DATA SHOWN below:

//! gatekeeperd: USB gatekeeper device daemon.

use anyhow::{Context, Result};
use tokio::net::TcpListener;
use tokio::sync::mpsc;
use tokio::task::JoinHandle;

use gatekeeper_core::config::GatekeeperConfig;
use gatekeeper_core::crypto::Blake3Keystream;
use gatekeeper_services::{Gatekeeper, MachineConfig, Peripherals, SecureStream};

mod auth;
mod drive;
mod gpio;
mod link;
mod scan;

use auth::SimulatedFingerprint;
use drive::ImageDrive;
use gpio::GpioActuator;
use link::{LinkStatus, LinkWriter};
use scan::SignatureScanner;

#[tokio::main]
async fn main() -> Result<()> {
    tracing_subscriber::fmt()
        .with_env_filter(tracing_subscriber::EnvFilter::from_default_env())
        .init();

    // Load config
    if let Err(e) = GatekeeperConfig::write_default_if_missing() {
        tracing::warn!(error = %e, "failed to write default config");
    }
    let config = GatekeeperConfig::load().context("invalid gatekeeper config")?;
    let signatures = config
        .scan
        .decoded()
        .context("invalid scan signatures in config")?;

    tracing::info!(
        listen = %config.link.listen_addr,
        drive = %config.drive.image_path.display(),
        auth_mode = ?config.auth.mode,
        digest = ?config.session.digest,
        chunk_capacity = config.session.chunk_capacity,
        "gatekeeperd starting"
    );

    // ── Host link ────────────────────────────────────────────────────────────
    let listener = TcpListener::bind(&config.link.listen_addr)
        .await
        .with_context(|| format!("failed to bind host link on {}", config.link.listen_addr))?;

    let status = LinkStatus::default();
    let (out_tx, out_rx) = mpsc::unbounded_channel::<Vec<u8>>();
    let (conn_tx, conn_rx) = mpsc::unbounded_channel();
    let (in_tx, mut in_rx) = mpsc::unbounded_channel::<Vec<u8>>();
    let (down_tx, mut down_rx) = mpsc::unbounded_channel();
    let writer_task = tokio::spawn(link::writer_loop(
        out_rx,
        conn_rx,
        status.clone(),
        down_tx.clone(),
    ));

    // ── State machine ────────────────────────────────────────────────────────
    let peripherals = Peripherals {
        drive: Box::new(ImageDrive::new(&config.drive.image_path)),
        authenticator: Box::new(SimulatedFingerprint::new(&config.auth)),
        scanner: Box::new(SignatureScanner::new(&config.drive.image_path, signatures)),
    };
    let pipeline = SecureStream::new(
        Box::new(Blake3Keystream::new()),
        config.session.digest.running_digest(),
        config.session.chunk_capacity,
    );
    let mut machine = Gatekeeper::new(
        Box::new(GpioActuator::new(config.relay.gpio_value_path.clone())),
        LinkWriter::new(out_tx, status.clone()),
        peripherals,
        MachineConfig::from_config(&config),
    )
    .with_pipeline(pipeline);

    let mut ticker = tokio::time::interval(config.session.tick_interval());
    ticker.set_missed_tick_behavior(tokio::time::MissedTickBehavior::Delay);
    let mut reader: Option<JoinHandle<()>> = None;
    let mut conn: u64 = 0;

    let shutdown = tokio::signal::ctrl_c();
    tokio::pin!(shutdown);

    loop {
        tokio::select! {
            _ = &mut shutdown => {
                tracing::info!("shutdown signal received");
                break;
            }
            accepted = listener.accept() => {
                let (stream, peer) = match accepted {
                    Ok(pair) => pair,
                    Err(e) => {
                        tracing::warn!(error = %e, "accept failed");
                        continue;
                    }
                };
                if let Some(previous) = reader.take() {
                    previous.abort();
                }
                if status.is_up() {
                    status.set_up(false);
                    machine.link_lost("host connection replaced");
                }
                conn += 1;
                tracing::info!(%peer, conn, "host connected");
                let (rd, wr) = stream.into_split();
                if conn_tx.send((conn, wr)).is_err() {
                    anyhow::bail!("host link writer stopped");
                }
                status.set_up(true);
                reader = Some(tokio::spawn(link::reader_loop(
                    conn,
                    rd,
                    in_tx.clone(),
                    down_tx.clone(),
                )));
            }
            Some(bytes) = in_rx.recv() => {
                machine.receive(&bytes);
            }
            Some(down) = down_rx.recv() => {
                // Reports from a connection already replaced are stale.
                if down.conn == conn {
                    status.set_up(false);
                    machine.link_lost(&down.reason);
                }
            }
            _ = ticker.tick() => {
                machine.tick();
            }
        }
    }

    machine.shutdown();
    drop(machine);
    if let Some(reader) = reader {
        reader.abort();
    }
    // The writer drains what the machine queued on shutdown, then stops.
    drop(conn_tx);
    if let Err(e) = writer_task.await {
        tracing::warn!(error = %e, "link writer task failed");
    }
    tracing::info!("gatekeeperd stopped");
    Ok(())
}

End of DATA SHOWN.

→ REQUIRED ACTION
Once you have read the entries above, copy them out exactly as they were given.

→ ANSWER FOR THE TASK
//! gatekeeperd: USB gatekeeper device daemon.

use anyhow::{Context, Result};
use tokio::net::TcpListener;
use tokio::sync::mpsc;
use tokio::task::JoinHandle;

use gatekeeper_core::config::GatekeeperConfig;
use gatekeeper_core::crypto::Blake3Keystream;
use gatekeeper_services::{Gatekeeper, MachineConfig, Peripherals, SecureStream};

mod auth;
mod drive;
mod gpio;
mod link;
mod scan;

use auth::SimulatedFingerprint;
use drive::ImageDrive;
use gpio::GpioActuator;
use link::{LinkStatus, LinkWriter};
use scan::SignatureScanner;

#[tokio::main]
async fn main() -> Result<()> {
    tracing_subscriber::fmt()
        .with_env_filter(tracing_subscriber::EnvFilter::from_default_env())
        .init();

    // Load config
    if let Err(e) = GatekeeperConfig::write_default_if_missing() {
        tracing::warn!(error = %e, "failed to write default config");
    }
    let config = GatekeeperConfig::load().context("invalid gatekeeper config")?;
    let signatures = config
        .scan
        .decoded()
        .context("invalid scan signatures in config")?;

    tracing::info!(
        listen = %config.link.listen_addr,
        drive = %config.drive.image_path.display(),
        auth_mode = ?config.auth.mode,
        digest = ?config.session.digest,
        chunk_capacity = config.session.chunk_capacity,
        "gatekeeperd starting"
    );

    // ── Host link ────────────────────────────────────────────────────────────
    let listener = TcpListener::bind(&config.link.listen_addr)
        .await
        .with_context(|| format!("failed to bind host link on {}", config.link.listen_addr))?;

    let status = LinkStatus::default();
    let (out_tx, out_rx) = mpsc::unbounded_channel::<Vec<u8>>();
    let (conn_tx, conn_rx) = mpsc::unbounded_channel();
    let (in_tx, mut in_rx) = mpsc::unbounded_channel::<Vec<u8>>();
    let (down_tx, mut down_rx) = mpsc::unbounded_channel();
    let writer_task = tokio::spawn(link::writer_loop(
        out_rx,
        conn_rx,
        status.clone(),
        down_tx.clone(),
    ));

    // ── State machine ────────────────────────────────────────────────────────
    let peripherals = Peripherals {
        drive: Box::new(ImageDrive::new(&config.drive.image_path)),
        authenticator: Box::new(SimulatedFingerprint::new(&config.auth)),
        scanner: Box::new(SignatureScanner::new(&config.drive.image_path, signatures)),
    };
    let pipeline = SecureStream::new(
        Box::new(Blake3Keystream::new()),
        config.session.digest.running_digest(),
        config.session.chunk_capacity,
    );
    let mut machine = Gatekeeper::new(
        Box::new(GpioActuator::new(config.relay.gpio_value_path.clone())),
        LinkWriter::new(out_tx, status.clone()),
        peripherals,
        MachineConfig::from_config(&config),
    )
    .with_pipeline(pipeline);

    let mut ticker = tokio::time::interval(config.session.tick_interval());
    ticker.set_missed_tick_behavior(tokio::time::MissedTickBehavior::Delay);
    let mut reader: Option<JoinHandle<()>> = None;
    let mut conn: u64 = 0;

    let shutdown = tokio::signal::ctrl_c();
    tokio::pin!(shutdown);

    loop {
        tokio::select! {
            _ = &mut shutdown => {
                tracing::info!("shutdown signal received");
                break;
            }
            accepted = listener.accept() => {
                let (stream, peer) = match accepted {
                    Ok(pair) => pair,
                    Err(e) => {
                        tracing::warn!(error = %e, "accept failed");
                        continue;
                    }
                };
                if let Some(previous) = reader.take() {
                    previous.abort();
                }
                if status.is_up() {
                    status.set_up(false);
                    machine.link_lost("host connection replaced");
                }
                conn += 1;
                tracing::info!(%peer, conn, "host connected");
                let (rd, wr) = stream.into_split();
                if conn_tx.send((conn, wr)).is_err() {
                    anyhow::bail!("host link writer stopped");
                }
                status.set_up(true);
                reader = Some(tokio::spawn(link::reader_loop(
                    conn,
                    rd,
                    in_tx.clone(),
                    down_tx.clone(),
                )));
            }
            Some(bytes) = in_rx.recv() => {
                machine.receive(&bytes);
            }
            Some(down) = down_rx.recv() => {
                // Reports from a connection already replaced are stale.
                if down.conn == conn {
                    status.set_up(false);
                    machine.link_lost(&down.reason);
                }
            }
            _ = ticker.tick() => {
                machine.tick();
            }
        }
    }

    machine.shutdown();
    drop(machine);
    if let Some(reader) = reader {
        reader.abort();
    }
    // The writer drains what the machine queued on shutdown, then stops.
    drop(conn_tx);
    if let Err(e) = writer_task.await {
        tracing::warn!(error = %e, "link writer task failed");
    }
    tracing::info!("gatekeeperd stopped");
    Ok(())
}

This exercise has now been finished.